第3話 女性の名はケニー

「あ、ああ大丈夫です。ありがとうございます……」

「よかったー、無事みたいね」

 そう言いながらキクが隣に並んだ。

「立てますか?」

 未だ腰を下ろしたままでいる女性に問いかけ、手を差し出す。

 女性はキクの手を借りて立ち上がった。その動きを見ても彼女に怪我はないようで、キクは女性を助け起こしながら安心したように目を細める。

「あの、ありがとうございます。おかげで助かりました」

 時間が経って落ち着いたのか、先ほどよりもしっかりとした声音で女性は礼を述べる。

「私はケニーと言います。この近くの村に住んでいる者です」

 茶色をした髪と瞳の女性、ケニーは笑顔を浮かべて名乗った。それにつられるように、キクも自然と頬を緩める。

「あ、私はキクです。それで、そっちのデカいのがアグレイです」

「アグレイさんですか。助けてくれて、ありがとうございます」

「ああ」

 まだ周囲への注意を怠らないアグレイは、左右を見渡しながらおざなりな声を返すだけだった。そのにべもない返答に気後れしたが、さらにケニーは言葉を続けた。

「お強いんですね、二人とも。〈喰禍〉をあんなに簡単に倒す人を初めて見ました」

 ようやく周辺が安全だと納得して警戒を解いたアグレイは、ケニーを横目にして淡白に言う。

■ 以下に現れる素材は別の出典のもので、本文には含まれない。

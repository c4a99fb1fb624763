//! Rust library to reconcile an IMAP folder with local message
//! directories.
//!
//! Both stores are reduced to sets of message identifiers (the value
//! of the `Message-ID` header). The difference between those sets
//! tells which messages need to be downloaded into a local directory
//! and which ones need to be appended to the remote folder. Transfers
//! run concurrently, each worker owning its own mailbox session.
//!
//! The entry point is the [`SyncBuilder`](crate::sync::SyncBuilder):
//!
//! 1. local directories are scanned, reusing the
//!    [`IdentifierCache`](crate::cache::IdentifierCache) for files
//!    that did not change since the last run,
//! 2. remote identifiers are fetched in parallel chunks,
//! 3. both sides are [reconciled](crate::reconcile::reconcile) into a
//!    [`SyncPlan`](crate::reconcile::SyncPlan),
//! 4. missing messages are transferred in the configured direction.
//!
//! The remote side is abstracted behind the
//! [`MailboxSession`](crate::mailbox::MailboxSession) trait. An IMAP
//! implementation is available with the `imap` cargo feature.
//!
//! See examples in the /tests folder.

pub mod cache;
pub mod config;
pub mod dedup;
mod error;
pub mod filename;
#[cfg(feature = "imap")]
pub mod imap;
pub mod local;
pub mod mailbox;
pub mod message;
pub mod reconcile;
pub mod remote;
pub mod retry;
pub mod sync;
pub mod thread_pool;
pub mod transfer;

#[doc(inline)]
pub use self::error::{AnyBoxedError, AnyError, AnyResult};

/// Re-export of the cooperative cancellation token used across the
/// library.
pub use tokio_util::sync::CancellationToken;
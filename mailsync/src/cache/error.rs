use std::{io, path::PathBuf, result};

use thiserror::Error;

/// The global `Result` alias of the module.
pub type Result<T> = result::Result<T, Error>;

/// The global `Error` enum of the module.
#[derive(Debug, Error)]
pub enum Error {
    #[error("cannot read identifier cache at {1}")]
    ReadCacheError(#[source] io::Error, PathBuf),
    #[error("cannot parse identifier cache at {1}")]
    ParseCacheError(#[source] serde_json::Error, PathBuf),
    #[error("cannot use identifier cache at {1}: unsupported version {0}")]
    UnsupportedVersionError(u32, PathBuf),
    #[error("cannot serialize identifier cache")]
    SerializeCacheError(#[source] serde_json::Error),
    #[error("cannot write identifier cache at {1}")]
    WriteCacheError(#[source] io::Error, PathBuf),
    #[error("cannot move identifier cache from {1} to {2}")]
    RenameCacheError(#[source] io::Error, PathBuf, PathBuf),
}
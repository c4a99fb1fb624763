//! # Remote identifiers
//!
//! Module dedicated to the remote side of a sync. The
//! [`RemoteIdentifierFetcher`] lists all messages of a remote folder
//! then fetches their identifier header in parallel chunks, each
//! chunk being processed by a pool thread owning its own session.
//!
//! The fetch is all-or-nothing: a partial remote set would make
//! messages look local-only, so a chunk that cannot be fetched aborts
//! the whole fetch.

mod error;

use std::{collections::HashMap, sync::Arc};

use futures::{stream::FuturesUnordered, StreamExt};
use tokio_util::sync::CancellationToken;
use tracing::{debug, error, info, trace, warn};

#[doc(inline)]
pub use self::error::{Error, Result};
use crate::{
    dedup::DuplicatePolicy,
    mailbox::{
        Generation, MailboxSession, MailboxSessionBuilder, MailboxWorker,
        MailboxWorkerContextBuilder, RemoteReference, Uid,
    },
    message::{MailParserCodec, MessageCodec, MessageIdentifier},
    retry::{RetryPolicy, RetryState},
    thread_pool::ThreadPoolBuilder,
    AnyResult,
};

/// The default number of sessions used to fetch identifiers.
pub const DEFAULT_POOL_SIZE: usize = 5;

/// The maximum number of messages per fetch command.
pub const MAX_CHUNK_SIZE: usize = 1000;

/// The remote scan report.
#[derive(Clone, Debug, Default, Eq, PartialEq)]
pub struct RemoteScanReport {
    /// The number of listed messages, after applying the limit.
    pub refs: usize,

    /// The number of messages without a valid identifier, including
    /// the ones the server did not return.
    pub invalid: usize,

    /// The number of messages whose identifier was already seen.
    pub repeated: usize,
}

/// The result of a remote scan.
#[derive(Debug)]
pub struct RemoteScan {
    /// The retained references, indexed by identifier.
    pub records: HashMap<MessageIdentifier, RemoteReference>,

    pub report: RemoteScanReport,
}

/// The remote identifier fetcher.
#[derive(Clone)]
pub struct RemoteIdentifierFetcher<B: MailboxSessionBuilder> {
    builder: B,
    folder: String,
    limit: Option<usize>,
    pool_size: usize,
    retry_policy: RetryPolicy,
    duplicate_policy: DuplicatePolicy,
    codec: Arc<dyn MessageCodec>,
}

impl<B: MailboxSessionBuilder + 'static> RemoteIdentifierFetcher<B> {
    pub fn new(builder: B, folder: impl ToString) -> Self {
        Self {
            builder,
            folder: folder.to_string(),
            limit: None,
            pool_size: DEFAULT_POOL_SIZE,
            retry_policy: RetryPolicy::default(),
            duplicate_policy: DuplicatePolicy::default(),
            codec: Arc::new(MailParserCodec),
        }
    }

    pub fn set_some_limit(&mut self, limit: Option<usize>) {
        self.limit = limit;
    }

    pub fn with_some_limit(mut self, limit: Option<usize>) -> Self {
        self.set_some_limit(limit);
        self
    }

    pub fn with_limit(mut self, limit: usize) -> Self {
        self.set_some_limit(Some(limit));
        self
    }

    pub fn set_some_pool_size(&mut self, size: Option<usize>) {
        self.pool_size = size.unwrap_or(DEFAULT_POOL_SIZE).max(1);
    }

    pub fn with_pool_size(mut self, size: usize) -> Self {
        self.set_some_pool_size(Some(size));
        self
    }

    pub fn set_retry_policy(&mut self, policy: RetryPolicy) {
        self.retry_policy = policy;
    }

    pub fn with_retry_policy(mut self, policy: RetryPolicy) -> Self {
        self.set_retry_policy(policy);
        self
    }

    pub fn set_duplicate_policy(&mut self, policy: DuplicatePolicy) {
        self.duplicate_policy = policy;
    }

    pub fn with_duplicate_policy(mut self, policy: DuplicatePolicy) -> Self {
        self.set_duplicate_policy(policy);
        self
    }

    pub fn set_codec(&mut self, codec: Arc<dyn MessageCodec>) {
        self.codec = codec;
    }

    pub fn with_codec(mut self, codec: Arc<dyn MessageCodec>) -> Self {
        self.set_codec(codec);
        self
    }

    /// Compute the number of messages per fetch command.
    pub fn chunk_size(&self, total: usize) -> usize {
        (total / self.pool_size).clamp(1, MAX_CHUNK_SIZE)
    }

    /// List the remote folder then fetch the identifier of all its
    /// messages.
    pub async fn fetch(&self, cancel: &CancellationToken) -> Result<RemoteScan> {
        let uids = self.list_uids(cancel).await?;
        let refs = uids.len();

        if uids.is_empty() {
            info!(folder = %self.folder, "remote folder is empty");
            return Ok(RemoteScan {
                records: HashMap::new(),
                report: RemoteScanReport::default(),
            });
        }

        let chunk_size = self.chunk_size(refs);
        info!(refs, chunk_size, folder = %self.folder, "fetching remote message identifiers");

        let ctx_builder = MailboxWorkerContextBuilder::new(self.builder.clone(), &self.folder, true);
        let pool = ThreadPoolBuilder::new(ctx_builder)
            .with_size(self.pool_size)
            .build()
            .await
            .map_err(Error::BuildPoolError)?;

        // stops remaining chunks as soon as one of them fails
        let abort = cancel.child_token();

        let mut tasks = FuturesUnordered::from_iter(uids.chunks(chunk_size).map(|chunk| {
            let chunk = chunk.to_vec();
            let policy = self.retry_policy.clone();
            let codec = self.codec.clone();
            let abort = abort.clone();

            pool.exec(move |ctx| async move {
                let mut worker = ctx.lock().await;
                fetch_chunk(&mut worker, chunk, &policy, codec.as_ref(), &abort).await
            })
        }));

        let mut entries = Vec::with_capacity(refs);
        let mut first_err = None;

        while let Some(res) = tasks.next().await {
            match res.map_err(Error::ExecTaskError).and_then(|res| res) {
                Ok(chunk) => entries.extend(chunk),
                Err(err) => {
                    abort.cancel();
                    if first_err.is_none() {
                        first_err = Some(err);
                    } else {
                        debug!("{err}");
                    }
                }
            }
        }

        drop(tasks);
        pool.close().await;

        if let Some(err) = first_err {
            // the interruption does not come from a failed chunk
            if matches!(err, Error::InterruptedError) || cancel.is_cancelled() {
                return Err(Error::InterruptedError);
            }
            return Err(err);
        }

        entries.sort_by_key(|(reference, _)| reference.uid);

        let mut invalid = refs.saturating_sub(entries.len());
        let ids = entries
            .into_iter()
            .filter_map(|(reference, id)| match id {
                Ok(id) => Some((id, reference)),
                Err(err) => {
                    invalid += 1;
                    error!(uid = reference.uid, "{err}");
                    None
                }
            })
            .collect::<Vec<_>>();

        let dedup = self.duplicate_policy.apply(ids);

        let report = RemoteScanReport {
            refs,
            invalid,
            repeated: dedup.repeated,
        };

        info!(
            ids = dedup.entries.len(),
            refs,
            invalid,
            repeated = report.repeated,
            "fetched remote message identifiers",
        );

        Ok(RemoteScan {
            records: dedup.entries,
            report,
        })
    }

    /// List the UIDs of the folder, sorted in ascending order and
    /// truncated to the limit.
    async fn list_uids(&self, cancel: &CancellationToken) -> Result<Vec<Uid>> {
        if cancel.is_cancelled() {
            return Err(Error::InterruptedError);
        }

        let mut worker = MailboxWorker::open(self.builder.clone(), &self.folder, true)
            .await
            .map_err(|err| Error::OpenSessionError(err, self.folder.clone()))?;

        let uids = search_all(&mut worker).await;
        worker.close().await;

        let mut uids = uids.map_err(|err| Error::SearchAllError(err, self.folder.clone()))?;
        uids.sort_unstable();
        uids.dedup();

        if let Some(limit) = self.limit {
            uids.truncate(limit);
        }

        Ok(uids)
    }
}

async fn search_all<B: MailboxSessionBuilder>(worker: &mut MailboxWorker<B>) -> AnyResult<Vec<Uid>> {
    worker.session().await?.search_all().await
}

async fn fetch_headers<B: MailboxSessionBuilder>(
    worker: &mut MailboxWorker<B>,
    uids: &[Uid],
) -> AnyResult<(Generation, Vec<(Uid, Vec<u8>)>)> {
    let headers = worker.session().await?.fetch_identifier_headers(uids).await?;
    Ok((worker.generation(), headers))
}

type ChunkEntry = (RemoteReference, crate::message::Result<MessageIdentifier>);

/// Fetch and parse the identifiers of the given chunk, retrying with
/// a fresh session on failure.
async fn fetch_chunk<B: MailboxSessionBuilder>(
    worker: &mut MailboxWorker<B>,
    uids: Vec<Uid>,
    policy: &RetryPolicy,
    codec: &dyn MessageCodec,
    cancel: &CancellationToken,
) -> Result<Vec<ChunkEntry>> {
    let first = uids.first().copied().unwrap_or_default();
    let last = uids.last().copied().unwrap_or_default();
    let mut retry = policy.start();

    let (generation, headers) = loop {
        if cancel.is_cancelled() {
            return Err(Error::InterruptedError);
        }

        let res = retry
            .timeout(fetch_headers(worker, &uids))
            .await
            .unwrap_or_else(|elapsed| Err(elapsed.into()));

        match retry.next(res, |_| true) {
            RetryState::Ok(output) => break output,
            RetryState::Retry(err) => {
                warn!(first, last, attempts = retry.attempts, "cannot fetch identifiers, retrying: {err}");
                worker.reset().await;
                if !retry.wait(cancel).await {
                    return Err(Error::InterruptedError);
                }
            }
            RetryState::Exhausted(err) => {
                worker.reset().await;
                return Err(Error::FetchChunkError(err, first, last, retry.attempts));
            }
        }
    };

    trace!(first, last, fetched = headers.len(), "fetched identifier headers");

    let entries = headers
        .into_iter()
        .map(|(uid, header)| {
            let reference = RemoteReference::new(uid, generation);
            let id = MessageIdentifier::from_header_line(&header, codec);
            (reference, id)
        })
        .collect();

    Ok(entries)
}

「別に。あいつらが弱かっただけだ。奴らがもう少し強けりゃ、あんたはもう死んでるさ。自分で身を守ることもできないなら、尚更だ」

「……」

 痛いところを突かれたケニーが声もなく押し黙ると、慌てたキクが両手を振り回してケニーを慰めにかかる。

「わー!違うんです!!こいつ見ての通り無愛想で馬鹿なんですよっ!ほら、そんな顔してるでしょ!?」

「俺がどんな顔してるってんだ!ええ!?」

 ケニーに対しては冷めた態度を守っていたアグレイの感情が、一瞬で沸点に達した。アグレイは歯を剥き出してキクに詰め寄る。

 アグレイからしてみれば、自衛の手段を持たない女性が一人でうろつくような場所ではないのだ。この危険な地域で〈喰禍〉に襲われたとしても、自業自得でしかないし、わざわざ死に向かうような人間を助けるなんて、愚の骨頂だ。

 見殺しにはできないから助けただけで、このケニーとかいう命知らずで迷惑な女と仲良くする意志なんか、アグレイには皆無であった。

「だから、あんたは冷たいって言ってんのよ! 弱い人は守ってあげなきゃいけないって、何度言ったら分かるっつーの!?」

「テメーで危ない場所に来てる女を守れってのか!?こっちこそ命が幾つあっても足りないだろうが!」

「うぅ、すいません……。私が軽率だったんです。ですので、喧嘩は止めてください……」

 ケニーは怒鳴り合う二人を仲裁しようと割って入るが、勢いに飲まれて言葉はしりすぼみになってしまう。